De espaldas, subida en una silla, y sosteniendo en las manos un cable de luz eléctrica, clavos y martillo para instalar una lámpara –su reciente creación–, se la ve al ingresar a su peluquería. “Buen día. ¿Eres Sandra Oscarina?”, consulto. Cuando se voltea, todas las ideas previas que me había hecho sobre ella se esfuman. No lleva capas de maquillaje ni tacones ni minifalda.

Cumplió 71 años el 18 de agosto pasado. Lleva unas cómodas flats, medias nylon cortas, un pantalón flojo negro y una blusa habana de mangas largas.

No ha dejado el rubio, su tono favorito, pero hace unos seis meses se recortó la melena, que lucía hasta los hombros. Once años atrás su cabellera era larguísima. La perdió en una “clínica de deshomosexualización¹” y rehabilitación que, según comenta, estaba camino a Cuenca.

Sus ojos cafés claros se tornan verde oliva cuando llora al recordar que despertó en ese lugar con la cabeza rapada; al recorrerla con sus manos, halló huecos y pocos mechones (involuntariamente se acaricia el cabello).

No sabía dónde estaba. Luego entendió que su cuñado, médico, debió sedarla cuando le administró un suero supuestamente revitalizante porque la veía demacrada. 

La enviaron a ese sitio, esperando que se “curara” y se comportara como el hombre que creían que era.

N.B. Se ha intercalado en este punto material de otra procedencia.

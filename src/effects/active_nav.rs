use log::debug;
use web_sys::Document;

use crate::config::ActiveNavConfig;
use crate::dom::{self, PageElement};
use crate::error::EnhanceError;
use crate::observer::{Entry, ObserverOptions, Subscriptions, ViewportObserver};

/// Highlights the nav link of the section currently in the trigger band.
///
/// Never unsubscribes. When one batch holds several intersecting sections,
/// they are applied in order and the last one wins.
pub struct ActiveSectionTracker<E> {
    links: Vec<(E, String)>,
    class: String,
}

impl<E: PageElement> ActiveSectionTracker<E> {
    pub fn new(links: Vec<E>, config: &ActiveNavConfig) -> Self {
        let links = links
            .into_iter()
            .map(|link| {
                let href = link.attr("href").unwrap_or_default();
                (link, href)
            })
            .collect();
        Self {
            links,
            class: config.class.clone(),
        }
    }

    pub fn handle(&self, entries: Vec<Entry<E>>) {
        for entry in entries.into_iter().filter(|e| e.is_intersecting) {
            let Some(id) = entry.target.attr("id") else {
                continue;
            };
            self.activate(&id);
        }
    }

    /// Marks the link pointing at `#section_id`, clears every other one.
    pub fn activate(&self, section_id: &str) {
        let wanted = format!("#{}", section_id);
        for (link, href) in &self.links {
            link.set_class(&self.class, *href == wanted);
        }
    }

    #[cfg(test)]
    pub fn active(&self) -> Vec<&E> {
        self.links
            .iter()
            .filter(|(link, _)| link.has_class(&self.class))
            .map(|(link, _)| link)
            .collect()
    }
}

pub fn install(document: &Document, config: &ActiveNavConfig) -> Result<(), EnhanceError> {
    let sections = dom::query_all(document, &config.section_selector)?;
    if sections.is_empty() {
        return Err(EnhanceError::missing(config.section_selector.as_str()));
    }
    let links = dom::query_all(document, &config.link_selector)?;
    if links.is_empty() {
        return Err(EnhanceError::missing(config.link_selector.as_str()));
    }

    debug!("Tracking {} sections for {} nav links", sections.len(), links.len());
    let tracker = ActiveSectionTracker::new(links, config);
    let observer = ViewportObserver::new(
        &ObserverOptions::new(config.threshold, config.root_margin.as_str()),
        move |entries, _| tracker.handle(entries),
    );
    if observer.is_inert() {
        return Err(EnhanceError::Unsupported("IntersectionObserver"));
    }
    // never ended: the tracker follows every section for the page's life
    Subscriptions::new(sections).attach(&observer);
    Ok(())
}

#[cfg(test)]
mod tests {
    use super::*;
    use crate::testing::FakeElement;

    fn page() -> (Vec<FakeElement>, Vec<FakeElement>, ActiveSectionTracker<FakeElement>) {
        let sections: Vec<FakeElement> = ["about", "gallery", "contact"]
            .iter()
            .map(|id| FakeElement::new().with_attr("id", id))
            .collect();
        let links: Vec<FakeElement> = ["#about", "#gallery", "#contact"]
            .iter()
            .map(|href| FakeElement::new().with_attr("href", href))
            .collect();
        let tracker = ActiveSectionTracker::new(links.clone(), &ActiveNavConfig::default());
        (sections, links, tracker)
    }

    #[test]
    fn marks_only_the_matching_link() {
        let (sections, links, tracker) = page();

        tracker.handle(vec![sections[1].entry(true)]);
        assert_eq!(tracker.active(), vec![&links[1]]);

        tracker.handle(vec![sections[0].entry(true)]);
        assert_eq!(tracker.active(), vec![&links[0]]);
    }

    #[test]
    fn leaving_sections_do_not_clear_the_marker() {
        let (sections, links, tracker) = page();

        tracker.handle(vec![sections[2].entry(true)]);
        tracker.handle(vec![sections[2].entry(false)]);
        assert_eq!(tracker.active(), vec![&links[2]]);
    }

    #[test]
    fn last_intersecting_entry_in_a_batch_wins() {
        let (sections, links, tracker) = page();

        tracker.handle(vec![
            sections[0].entry(true),
            sections[2].entry(true),
            sections[1].entry(false),
        ]);
        assert_eq!(tracker.active(), vec![&links[2]]);
    }

    #[test]
    fn at_most_one_link_is_ever_active() {
        let (sections, _, tracker) = page();
        let batches = [[0, 1], [2, 0], [1, 1], [2, 2]];

        for batch in batches {
            tracker.handle(batch.iter().map(|&i| sections[i].entry(true)).collect());
            assert_eq!(tracker.active().len(), 1);
        }
    }

    #[test]
    fn unknown_section_clears_all_links() {
        let (_, _, tracker) = page();
        let stray = FakeElement::new().with_attr("id", "footer");

        tracker.activate("about");
        tracker.handle(vec![stray.entry(true)]);
        assert!(tracker.active().is_empty());
    }
}
use std::cell::RefCell;
use std::rc::Rc;

use log::debug;
use wasm_bindgen::closure::Closure;
use wasm_bindgen::JsCast;
use web_sys::{Document, Element, MouseEvent};

use crate::config::CursorConfig;
use crate::dom::{self, PageElement};
use crate::error::EnhanceError;
use crate::scheduler::Scheduler;

#[derive(Clone, Copy, Debug, Default, PartialEq)]
pub struct Point {
    pub x: f64,
    pub y: f64,
}

impl Point {
    pub fn new(x: f64, y: f64) -> Self {
        Self { x, y }
    }

    #[cfg(test)]
    pub fn distance(&self, other: Point) -> f64 {
        (self.x - other.x).hypot(self.y - other.y)
    }
}

/// Where the pointer is and where the trailing ring has got to.
#[derive(Clone, Copy, Debug, Default, PartialEq)]
pub struct PointerState {
    pub leading: Point,
    pub trailing: Point,
}

impl PointerState {
    /// Closes `factor` of the remaining gap. Never lands exactly; after n
    /// steps on a still target the gap is `(1 - factor)^n` of what it was.
    pub fn step(&mut self, factor: f64) {
        self.trailing.x += (self.leading.x - self.trailing.x) * factor;
        self.trailing.y += (self.leading.y - self.trailing.y) * factor;
    }
}

/// A dot pinned to the pointer plus a ring easing after it.
pub struct CursorFollower<E> {
    dot: E,
    ring: E,
    state: RefCell<PointerState>,
    config: CursorConfig,
}

impl<E: PageElement> CursorFollower<E> {
    pub fn new(dot: E, ring: E, config: &CursorConfig) -> Self {
        Self {
            dot,
            ring,
            state: RefCell::new(PointerState::default()),
            config: config.clone(),
        }
    }

    #[cfg(test)]
    pub fn state(&self) -> PointerState {
        *self.state.borrow()
    }

    /// Moves the dot straight to the pointer; the ring catches up per frame.
    pub fn pointer_moved(&self, at: Point) {
        self.state.borrow_mut().leading = at;
        place(&self.dot, at);
    }

    pub fn tick(&self) {
        let trailing = {
            let mut state = self.state.borrow_mut();
            state.step(self.config.smoothing);
            state.trailing
        };
        place(&self.ring, trailing);
    }

    pub fn set_hover(&self, hovered: bool) {
        let c = &self.config;
        let (dot, ring, color) = if hovered {
            (c.dot_hover_size, c.ring_hover_size, &c.ring_hover_color)
        } else {
            (c.dot_size, c.ring_size, &c.ring_color)
        };
        size(&self.dot, dot);
        size(&self.ring, ring);
        self.ring.set_style("border-color", color);
    }
}

impl<E: PageElement> CursorFollower<E> {
    /// Ticks every frame for the life of the page.
    pub fn run(self: Rc<Self>, scheduler: Rc<dyn Scheduler>) {
        self.tick();
        let next = scheduler.clone();
        scheduler.request_frame(Box::new(move |_: f64| self.run(next)));
    }
}

fn place<E: PageElement>(el: &E, at: Point) {
    el.set_style("left", &format!("{}px", at.x));
    el.set_style("top", &format!("{}px", at.y));
}

fn size<E: PageElement>(el: &E, px: u32) {
    let px = format!("{}px", px);
    el.set_style("width", &px);
    el.set_style("height", &px);
}

fn indicator(document: &Document, body: &Element, class: &str) -> Result<Element, EnhanceError> {
    let el = document.create_element("div")?;
    el.add_class(class);
    body.append_child(&el)?;
    Ok(el)
}

pub fn install(
    document: &Document,
    scheduler: Rc<dyn Scheduler>,
    config: &CursorConfig,
) -> Result<(), EnhanceError> {
    let body = dom::body(document)?;
    let dot = indicator(document, &body, "cursor-dot")?;
    let ring = indicator(document, &body, "cursor-ring")?;
    let follower = Rc::new(CursorFollower::new(dot, ring, config));

    {
        let follower = follower.clone();
        let on_move = Closure::wrap(Box::new(move |e: MouseEvent| {
            follower.pointer_moved(Point::new(f64::from(e.client_x()), f64::from(e.client_y())));
        }) as Box<dyn FnMut(MouseEvent)>);
        document.add_event_listener_with_callback("mousemove", on_move.as_ref().unchecked_ref())?;
        on_move.forget();
    }

    let targets = dom::query_all(document, &config.hover_selector)?;
    for target in &targets {
        for (event, hovered) in [("mouseenter", true), ("mouseleave", false)] {
            let follower = follower.clone();
            let callback = Closure::wrap(Box::new(move || {
                follower.set_hover(hovered);
            }) as Box<dyn FnMut()>);
            target.add_event_listener_with_callback(event, callback.as_ref().unchecked_ref())?;
            callback.forget();
        }
    }

    follower.run(scheduler);
    debug!("Custom cursor on, {} hover targets", targets.len());
    Ok(())
}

Hace once años, sus hermanos pagaron USD 1 700 al mes, en ese lugar, en donde convivió con una chica lesbiana, un chico gay, adolescentes y adultos con adicciones y problemas de comportamiento.  

Técnicamente, no se debería hablar de “clínicas de deshomosexualización”, aclara el Ministerio de Salud Pública (MSP) al responder a La Periódica sobre la existencia de estos centros. 

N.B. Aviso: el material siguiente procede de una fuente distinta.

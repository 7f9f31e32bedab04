use log::debug;
use wasm_bindgen::closure::Closure;
use wasm_bindgen::JsCast;
use web_sys::{Document, ScrollBehavior, ScrollToOptions, Window};

use crate::config::BackToTopConfig;
use crate::dom::{self, PageElement};
use crate::error::EnhanceError;

pub fn should_show(scroll_y: f64, threshold: f64) -> bool {
    scroll_y > threshold
}

pub fn update<E: PageElement>(button: &E, scroll_y: f64, threshold: f64) {
    button.set_class("visible", should_show(scroll_y, threshold));
}

pub fn install(window: &Window, document: &Document, config: &BackToTopConfig) -> Result<(), EnhanceError> {
    let button = dom::by_id(document, &config.button_id)?;

    {
        let button = button.clone();
        let threshold = config.threshold;
        let scroll_window = window.clone();
        let on_scroll = Closure::wrap(Box::new(move || {
            update(&button, scroll_window.scroll_y().unwrap_or_default(), threshold);
        }) as Box<dyn FnMut()>);
        window.add_event_listener_with_callback("scroll", on_scroll.as_ref().unchecked_ref())?;
        on_scroll.forget();
    }

    let click_window = window.clone();
    let on_click = Closure::wrap(Box::new(move || {
        let options = ScrollToOptions::new();
        options.set_top(0.0);
        options.set_behavior(ScrollBehavior::Smooth);
        click_window.scroll_to_with_scroll_to_options(&options);
    }) as Box<dyn FnMut()>);
    button.add_event_listener_with_callback("click", on_click.as_ref().unchecked_ref())?;
    on_click.forget();

    debug!("Back-to-top button ready");
    Ok(())
}
use log::{debug, warn};
use wasm_bindgen::closure::Closure;
use wasm_bindgen::{JsCast, JsValue};
use web_sys::js_sys::Array;
use web_sys::{Element, IntersectionObserver, IntersectionObserverEntry, IntersectionObserverInit};

/// How visible an element must be before it is reported.
#[derive(Clone, Debug, PartialEq)]
pub struct ObserverOptions {
    /// Visible fraction, 0.0 to 1.0.
    pub threshold: f64,
    /// CSS margin applied to the viewport, e.g. `"0px 0px -50px 0px"`.
    pub root_margin: String,
}

impl ObserverOptions {
    pub fn new(threshold: f64, root_margin: impl Into<String>) -> Self {
        Self {
            threshold,
            root_margin: root_margin.into(),
        }
    }
}

/// One visibility change, delivered in batches in observation order.
#[derive(Clone, Debug)]
pub struct Entry<E> {
    pub target: E,
    pub is_intersecting: bool,
}

pub trait Observe<E> {
    fn observe(&self, target: &E);
    fn unobserve(&self, target: &E);
}

impl Observe<Element> for IntersectionObserver {
    fn observe(&self, target: &Element) {
        IntersectionObserver::observe(self, target);
    }

    fn unobserve(&self, target: &Element) {
        IntersectionObserver::unobserve(self, target);
    }
}

/// The set of live subscriptions a controller holds on one observer.
///
/// A target appears at most once. Ending a subscription unobserves the
/// target before reporting it, so a one-shot controller that acts only on
/// `end() == true` fires at most once per target, even when the browser
/// delivers a stale entry after the unobserve.
pub struct Subscriptions<E> {
    live: Vec<E>,
}

impl<E: PartialEq> Subscriptions<E> {
    pub fn new(targets: impl IntoIterator<Item = E>) -> Self {
        let mut live: Vec<E> = Vec::new();
        for target in targets {
            if !live.contains(&target) {
                live.push(target);
            }
        }
        Self { live }
    }

    #[cfg(test)]
    pub fn is_live(&self, target: &E) -> bool {
        self.live.contains(target)
    }

    pub fn len(&self) -> usize {
        self.live.len()
    }

    pub fn is_empty(&self) -> bool {
        self.live.is_empty()
    }

    /// Starts watching every target.
    pub fn attach(&self, observer: &dyn Observe<E>) {
        for target in &self.live {
            observer.observe(target);
        }
    }

    /// Unsubscribes `target`; returns false if it was not subscribed.
    pub fn end(&mut self, target: &E, observer: &dyn Observe<E>) -> bool {
        match self.live.iter().position(|t| t == target) {
            Some(index) => {
                let target = self.live.swap_remove(index);
                observer.unobserve(&target);
                true
            }
            None => false,
        }
    }
}

/// Browser side of the viewport observer.
///
/// Wraps one `IntersectionObserver`. When the browser has none the observer
/// is inert: `observe` does nothing and the handler never runs.
pub struct ViewportObserver {
    inner: Option<IntersectionObserver>,
}

impl ViewportObserver {
    pub fn new<F>(options: &ObserverOptions, mut handler: F) -> Self
    where
        F: FnMut(Vec<Entry<Element>>, &dyn Observe<Element>) + 'static,
    {
        let callback = Closure::wrap(Box::new(move |entries: Array, observer: IntersectionObserver| {
            let entries: Vec<Entry<Element>> = entries
                .iter()
                .map(|value| value.unchecked_into::<IntersectionObserverEntry>())
                .map(|entry| Entry {
                    target: entry.target(),
                    is_intersecting: entry.is_intersecting(),
                })
                .collect();
            handler(entries, &observer);
        }) as Box<dyn FnMut(Array, IntersectionObserver)>);

        let init = IntersectionObserverInit::new();
        init.set_threshold(&JsValue::from_f64(options.threshold));
        init.set_root_margin(&options.root_margin);

        let inner = match IntersectionObserver::new_with_options(callback.as_ref().unchecked_ref(), &init) {
            Ok(observer) => {
                // the observer keeps calling back for the life of the page
                callback.forget();
                Some(observer)
            }
            Err(e) => {
                warn!("IntersectionObserver unavailable, elements will not animate: {:?}", e);
                None
            }
        };

        Self { inner }
    }

    /// True when the browser has no `IntersectionObserver`.
    pub fn is_inert(&self) -> bool {
        self.inner.is_none()
    }
}

impl Observe<Element> for ViewportObserver {
    fn observe(&self, target: &Element) {
        match &self.inner {
            Some(observer) => IntersectionObserver::observe(observer, target),
            None => debug!("Observer inert, not watching {}", target.tag_name()),
        }
    }

    fn unobserve(&self, target: &Element) {
        if let Some(observer) = &self.inner {
            IntersectionObserver::unobserve(observer, target);
        }
    }
}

“La homosexualidad –explica el MSP– no es considerada una enfermedad, por lo tanto, no deben existir establecimientos de salud que la traten”.

Los servicios ofertados en esas “clínicas” están prohibidos, según el artículo 21 del Acuerdo Ministerial 080, y podrían configurarse en delitos de discriminación, tortura, violación o actos de odio; por eso, la Agencia de Aseguramiento de la Calidad de los Servicios de Salud y Medicina Prepagada (Acess) –ratifica el MSP– realiza operativos de control con la Fiscalía y la Policía.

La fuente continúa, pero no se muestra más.